I was isolating myself. How ironic, right? The guy falling in love more and more with THE POWER OF OTHERS. And he’s not availing himself of the power of others. Not professionally anyway.

During my personal crisis, I was fully leveraging the power of others. Four men served me. Three old men and one younger man. All of them gospel preachers. We all share a common faith. I’ve known each of them for a long time, three of them (the old men) all my life. They helped me in ways that even a wordsmith like me can’t properly express.

One of them, the youngest of the eldest, was 75. He’d been battling health issues, but nobody was expecting a hospital visit end with his sudden death. He was a big figure in my life. A man who loved me enough to challenge me. And it was terrific because I knew he cared deeply about me. Suddenly, I was without him and I’d never been without him.

A week ago the eldest of the eldest died. He was 88 and had been fighting his own health challenges, but none of us expected him to go to bed and not wake up. Another major void in the great men who have surrounded me all my life.

The last of the eldest is 83, a man as special as any man in my life. This week he’s prepared to enter hospice. And while I know he’s ready, I equally know I am not. I’m not ready to press on without access to his wisdom. He’s been a brilliant guide of unparalleled importance in my life always.

Thankfully, my fourth advisor is in his mid-40’s so I’m hoping to have him around for a while. 😉

All that to help you better understand my context and my struggles. You can relate, right? I know you can. It’s how life happens. It’s the struggle of our lives. And sadly, I’m confessing that professionally I’ve struggled because I’ve failed (woefully) in leveraging the power of others.

I know, I’m a hypocrite. Here I am, the guy harping at you to leverage the power of others. To be courageous enough to be vulnerable so you can achieve more. And do it faster. And as much as I know that’s true. As much as I believe it. I’ve failed to do it myself. It boils down to just one thing, a dreadful lack of courage. My belief hasn’t been strong enough. My fears have been too big.

Fear. It’s real. And it destroys all of our dreams.

My fears were real. And many.

I was fearful I’d fail. Fearful I’d look stupid. Fearful I’d be judged.

All of which is true. I will fail. I will look stupid. People will always be judging. Nothing I do is going to help me escape any of them.
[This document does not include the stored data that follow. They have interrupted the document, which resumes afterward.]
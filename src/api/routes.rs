//! Route Definitions
//!
//! Player routes are open; operator routes sit behind the operator key.

use super::{
    handlers::*,
    middleware::operator_auth_middleware,
    websocket::websocket_handler,
};
use axum::{
    middleware,
    routing::{get, post},
    Router,
};
use std::sync::Arc;

/// Build the API router with all endpoints
pub fn create_router(state: Arc<AppState>) -> Router {
    let operator = Router::new()
        .route("/rounds/start", post(start_round_handler))
        .route("/rounds/:id/countdown", post(countdown_handler))
        .route("/rounds/:id/fly", post(fly_handler))
        .route("/rounds/:id/crash", post(crash_handler))
        .route("/rounds/:id/payouts", post(payouts_handler))
        .route("/admin/pause", post(pause_handler))
        .route("/admin/resume", post(resume_handler))
        .route("/admin/config", get(get_config_handler).put(update_config_handler))
        .route("/admin/pool/refill", post(refill_handler))
        .route("/admin/pool/withdraw", post(withdraw_handler))
        .route_layer(middleware::from_fn_with_state(state.clone(), operator_auth_middleware));

    Router::new()
        .route("/health", get(health_handler))
        .route("/status", get(status_handler))
        .route("/metrics", get(metrics_handler))
        // Rounds
        .route("/rounds", get(rounds_handler))
        .route("/rounds/:id", get(round_detail_handler))
        .route("/rounds/:id/bets", get(round_bets_handler))
        // Bets and tickets
        .route("/bets", post(place_bet_handler))
        .route("/bets/:id/cashout", post(cashout_handler))
        .route("/tickets/purchase", post(purchase_ticket_handler))
        .route("/wallets/:wallet/tickets", get(wallet_tickets_handler))
        .route("/wallets/:wallet/bets", get(wallet_bets_handler))
        .route("/wallets/:wallet/claims", get(wallet_claims_handler))
        // Claims and verification
        .route("/claims/voucher", post(voucher_handler))
        .route("/claims/confirm", post(confirm_claim_handler))
        .route("/verify", post(verify_handler))
        .route("/pool", get(pool_handler))
        // Real-time round events
        .route("/ws", get(websocket_handler))
        .merge(operator)
        .with_state(state)
}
Those things and many other fears will happen no matter what. Don’t we all know that? Surely we do — logically anyway. But not emotionally.
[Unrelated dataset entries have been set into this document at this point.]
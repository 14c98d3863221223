//! HTTP and WebSocket API
//!
//! Player routes (tickets, bets, cash-outs, claims, verification) and operator
//! routes (manual round control, pause, config, prize pool).

pub mod errors;
pub mod handlers;
pub mod middleware;
pub mod models;
pub mod routes;
pub mod server;
pub mod websocket;

pub use server::ApiServer;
Something happened to my fear when my 88-year-old mentor died a week ago. Something clicked as I sat in that funeral service. Something happened as I put my right hand on the rail to carry his casket as a pallbearer. Something happened as I sat there and wept at my loss. Something happened as I surveyed having done the very same thing back in 2013 when I helped carry the casket of my lifelong best friend, Stanley. This 88-year-old man was Stanley’s dad. Something happens and it’s up to us to leverage it. To make the most of us.
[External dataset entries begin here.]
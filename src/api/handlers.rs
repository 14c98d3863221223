//! Request Handlers
//!
//! Thin adapters from HTTP onto the engine services. Every engine error goes
//! through [`ApiError::engine`] so status codes stay consistent.

use super::{errors::ApiError, middleware::RequestId, models::*};
use crate::{
    config::GameConfig,
    errors::EngineError,
    fairness,
    scheduler::CrashOutcome,
    services::ServiceContainer,
    settlement::PayoutSummary,
    tickets::{PurchaseRequest, TicketView},
    types::{Bet, BetId, CashoutReceipt, ClaimVoucher, PendingClaim, PrizePoolSnapshot, Round, RoundId, Ticket, WalletAddress},
};
use axum::{
    extract::{Path, Query, State},
    http::header,
    response::IntoResponse,
    Extension, Json,
};
use std::sync::Arc;

/// Shared application state
pub struct AppState {
    pub services: Arc<ServiceContainer>,
    pub version: String,
    pub operator_key: Option<String>,
}

type ApiResult<T> = Result<Json<T>, ApiError>;

fn engine_err(request_id: &RequestId) -> impl Fn(EngineError) -> ApiError + '_ {
    move |e| ApiError::engine(request_id.0.clone(), e)
}

/// GET /health
pub async fn health_handler() -> Json<HealthResponse> {
    Json(HealthResponse {
        status: "Running".to_string(),
    })
}

/// GET /status
pub async fn status_handler(State(state): State<Arc<AppState>>) -> Json<StatusResponse> {
    let services = &state.services;
    Json(StatusResponse {
        version: state.version.clone(),
        server_time: chrono::Utc::now(),
        uptime_secs: services.metrics.uptime_secs(),
        game: services.scheduler.get_status(),
        prize_pool: services.reconciler.prize_pool(),
        claim_signer: services.reconciler.signer_hex(),
    })
}

/// GET /metrics
pub async fn metrics_handler(State(state): State<Arc<AppState>>) -> impl IntoResponse {
    (
        [(header::CONTENT_TYPE, "text/plain; version=0.0.4")],
        state.services.metrics.export_prometheus(),
    )
}

// ----------------------------------------------------------------------
// Rounds
// ----------------------------------------------------------------------

/// POST /rounds/start
pub async fn start_round_handler(
    Extension(request_id): Extension<RequestId>,
    State(state): State<Arc<AppState>>,
    body: Option<Json<StartRoundRequest>>,
) -> ApiResult<Round> {
    let scheduler = &state.services.scheduler;
    let round = match body.and_then(|Json(b)| b.server_seed) {
        Some(seed) => scheduler.start_round_with_seed(&seed),
        None => scheduler.start_round(),
    }
    .map_err(engine_err(&request_id))?;
    Ok(Json(round))
}

/// POST /rounds/:id/countdown
pub async fn countdown_handler(
    Extension(request_id): Extension<RequestId>,
    State(state): State<Arc<AppState>>,
    Path(round_id): Path<RoundId>,
) -> ApiResult<Round> {
    let round = state
        .services
        .scheduler
        .start_countdown(round_id)
        .map_err(engine_err(&request_id))?;
    Ok(Json(round))
}

/// POST /rounds/:id/fly
pub async fn fly_handler(
    Extension(request_id): Extension<RequestId>,
    State(state): State<Arc<AppState>>,
    Path(round_id): Path<RoundId>,
) -> ApiResult<Round> {
    let round = state
        .services
        .scheduler
        .start_flying(round_id)
        .map_err(engine_err(&request_id))?;
    Ok(Json(round))
}

/// POST /rounds/:id/crash
pub async fn crash_handler(
    Extension(request_id): Extension<RequestId>,
    State(state): State<Arc<AppState>>,
    Path(round_id): Path<RoundId>,
) -> ApiResult<CrashOutcome> {
    let outcome = state
        .services
        .scheduler
        .crash(round_id)
        .map_err(engine_err(&request_id))?;
    Ok(Json(outcome))
}

/// POST /rounds/:id/payouts
pub async fn payouts_handler(
    Extension(request_id): Extension<RequestId>,
    State(state): State<Arc<AppState>>,
    Path(round_id): Path<RoundId>,
) -> ApiResult<PayoutSummary> {
    let summary = state
        .services
        .scheduler
        .process_payouts(round_id)
        .map_err(engine_err(&request_id))?;
    Ok(Json(summary))
}

/// GET /rounds?limit={n}
pub async fn rounds_handler(
    State(state): State<Arc<AppState>>,
    Query(query): Query<RoundsQuery>,
) -> Json<Vec<Round>> {
    Json(state.services.scheduler.recent_rounds(query.limit.min(100)))
}

/// GET /rounds/:id
pub async fn round_detail_handler(
    Extension(request_id): Extension<RequestId>,
    State(state): State<Arc<AppState>>,
    Path(round_id): Path<RoundId>,
) -> ApiResult<Round> {
    state
        .services
        .scheduler
        .round(&round_id)
        .map(Json)
        .ok_or_else(|| ApiError::not_found(request_id.0.clone(), format!("round {} not found", round_id)))
}

/// GET /rounds/:id/bets
pub async fn round_bets_handler(
    State(state): State<Arc<AppState>>,
    Path(round_id): Path<RoundId>,
) -> Json<Vec<Bet>> {
    Json(state.services.bets.bets_for_round(&round_id))
}

// ----------------------------------------------------------------------
// Bets and tickets
// ----------------------------------------------------------------------

/// POST /bets
pub async fn place_bet_handler(
    Extension(request_id): Extension<RequestId>,
    State(state): State<Arc<AppState>>,
    Json(body): Json<PlaceBetRequest>,
) -> ApiResult<Bet> {
    let bet = state
        .services
        .bets
        .place_bet(body.round_id, &body.wallet, body.ticket_id, body.auto_cashout_at)
        .map_err(engine_err(&request_id))?;
    Ok(Json(bet))
}

/// POST /bets/:id/cashout
pub async fn cashout_handler(
    Extension(request_id): Extension<RequestId>,
    State(state): State<Arc<AppState>>,
    Path(bet_id): Path<BetId>,
    Json(body): Json<CashoutRequest>,
) -> ApiResult<CashoutReceipt> {
    let receipt = state
        .services
        .bets
        .cash_out(bet_id, &body.wallet, body.multiplier)
        .map_err(engine_err(&request_id))?;
    Ok(Json(receipt))
}

/// POST /tickets/purchase
pub async fn purchase_ticket_handler(
    Extension(request_id): Extension<RequestId>,
    State(state): State<Arc<AppState>>,
    Json(body): Json<PurchaseRequest>,
) -> ApiResult<Ticket> {
    let ticket = state
        .services
        .recovery
        .submit(body)
        .await
        .map_err(engine_err(&request_id))?;
    Ok(Json(ticket))
}

/// GET /wallets/:wallet/tickets
pub async fn wallet_tickets_handler(
    State(state): State<Arc<AppState>>,
    Path(wallet): Path<String>,
) -> Json<Vec<TicketView>> {
    Json(state.services.tickets.tickets_for_wallet(&WalletAddress::new(wallet)))
}

/// GET /wallets/:wallet/bets
pub async fn wallet_bets_handler(
    State(state): State<Arc<AppState>>,
    Path(wallet): Path<String>,
) -> Json<Vec<Bet>> {
    Json(state.services.bets.bets_for_wallet(&WalletAddress::new(wallet)))
}

// ----------------------------------------------------------------------
// Claims and verification
// ----------------------------------------------------------------------

/// GET /wallets/:wallet/claims
pub async fn wallet_claims_handler(
    State(state): State<Arc<AppState>>,
    Path(wallet): Path<String>,
) -> Json<Vec<PendingClaim>> {
    let wallet = WalletAddress::new(wallet);
    Json(state.services.reconciler.pending_claims(Some(&wallet)))
}

/// POST /claims/voucher
pub async fn voucher_handler(
    Extension(request_id): Extension<RequestId>,
    State(state): State<Arc<AppState>>,
    Json(body): Json<VoucherRequest>,
) -> ApiResult<ClaimVoucher> {
    let voucher = state
        .services
        .reconciler
        .issue_voucher(&body.wallet, body.round_id)
        .map_err(engine_err(&request_id))?;
    Ok(Json(voucher))
}

/// POST /claims/confirm
pub async fn confirm_claim_handler(
    Extension(request_id): Extension<RequestId>,
    State(state): State<Arc<AppState>>,
    Json(body): Json<ConfirmClaimRequest>,
) -> ApiResult<Bet> {
    let bet = state
        .services
        .reconciler
        .confirm_claim(body.bet_id)
        .await
        .map_err(engine_err(&request_id))?;
    Ok(Json(bet))
}

/// POST /verify
pub async fn verify_handler(
    Extension(request_id): Extension<RequestId>,
    State(state): State<Arc<AppState>>,
    Json(body): Json<VerifyRequest>,
) -> ApiResult<VerifyResponse> {
    if body.server_seed.is_empty() {
        return Err(ApiError::bad_request(request_id.0.clone(), "server_seed is required"));
    }
    let game = state.services.scheduler.game_config();
    let params = fairness::DerivationParams {
        house_edge: state.services.config().fairness.house_edge,
        max_multiplier: body.max_multiplier.unwrap_or(game.max_multiplier),
        instant_crash_probability: body
            .instant_crash_probability
            .unwrap_or(game.instant_crash_probability),
    };
    let recomputed = fairness::derive_crash_point(&body.server_seed, body.round_number, &params);
    let hash_matches = fairness::hash_seed(&body.server_seed).eq_ignore_ascii_case(&body.seed_hash);
    Ok(Json(VerifyResponse {
        valid: fairness::verify(
            &body.server_seed,
            &body.seed_hash,
            body.round_number,
            body.crash_point,
            &params,
        ),
        hash_matches,
        recomputed_crash_point: recomputed,
    }))
}

// ----------------------------------------------------------------------
// Operator
// ----------------------------------------------------------------------

/// POST /admin/pause
pub async fn pause_handler(
    State(state): State<Arc<AppState>>,
    Json(body): Json<PauseRequest>,
) -> Json<crate::scheduler::GameStatus> {
    state.services.scheduler.pause(body.reason);
    Json(state.services.scheduler.get_status())
}

/// POST /admin/resume
pub async fn resume_handler(State(state): State<Arc<AppState>>) -> Json<crate::scheduler::GameStatus> {
    state.services.scheduler.resume();
    Json(state.services.scheduler.get_status())
}

/// GET /admin/config
pub async fn get_config_handler(State(state): State<Arc<AppState>>) -> Json<GameConfig> {
    Json(state.services.scheduler.game_config())
}

/// PUT /admin/config
pub async fn update_config_handler(
    Extension(request_id): Extension<RequestId>,
    State(state): State<Arc<AppState>>,
    Json(body): Json<GameConfig>,
) -> ApiResult<GameConfig> {
    let applied = state
        .services
        .scheduler
        .update_game_config(body)
        .map_err(engine_err(&request_id))?;
    Ok(Json(applied))
}

/// GET /pool
pub async fn pool_handler(State(state): State<Arc<AppState>>) -> Json<PrizePoolSnapshot> {
    Json(state.services.reconciler.prize_pool())
}

/// POST /admin/pool/refill
pub async fn refill_handler(
    Extension(request_id): Extension<RequestId>,
    State(state): State<Arc<AppState>>,
    Json(body): Json<PoolAmountRequest>,
) -> ApiResult<PrizePoolSnapshot> {
    let snapshot = state
        .services
        .reconciler
        .refill(body.amount)
        .await
        .map_err(engine_err(&request_id))?;
    Ok(Json(snapshot))
}

/// POST /admin/pool/withdraw
pub async fn withdraw_handler(
    Extension(request_id): Extension<RequestId>,
    State(state): State<Arc<AppState>>,
    Json(body): Json<PoolAmountRequest>,
) -> ApiResult<PrizePoolSnapshot> {
    let snapshot = state
        .services
        .reconciler
        .emergency_withdraw(body.amount)
        .await
        .map_err(engine_err(&request_id))?;
    Ok(Json(snapshot))
}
A flash of insight overcame me. As if somebody had reached deep inside me and flipped a switch helping me see things more clearly than ever before. Instant feelings of stupidity and hard-headedness quickly gave way to more positive thoughts. “I don’t care anymore.” Cue Phil Collin’s hit song. It’s another song about divorce, but like Petty’s “Time To Move On” I applied it in a very different context. (I don’t know what there is with me and divorce songs!)

We buried Johnny (Stanley’s dad) this past Saturday. So it’s not even been a week. And I don’t want you to think that I trumped all this up in just a week. This has been brewing for years. I’ve been thinking, making notes, vetting and dissecting all this for going on 4 years! All the while not doing what I know now I should have.

Let me share the sad truth. It’s a truth that isn’t unique to me. It’s true for you, too.

We have failed to achieve the things we most want to achieve because we’re afraid. Who cares how illogical the fear is? It’s still real for us.

Listen, I’m closely associated with Leo Bottary who wrote the book, What Anyone Can Do. I’ve already told you that book was the result of a podcast Leo and I did, Year Of The Peer. We kept hearing stories of people who didn’t do extraordinary insanely super-human things. They were driven (and influenced by somebody who expressed belief in them). The title of Leo’s book comes from what a running coach said back in the 1970s about track champions. They mostly don’t do super-human things. They do the things most of us could do but don’t.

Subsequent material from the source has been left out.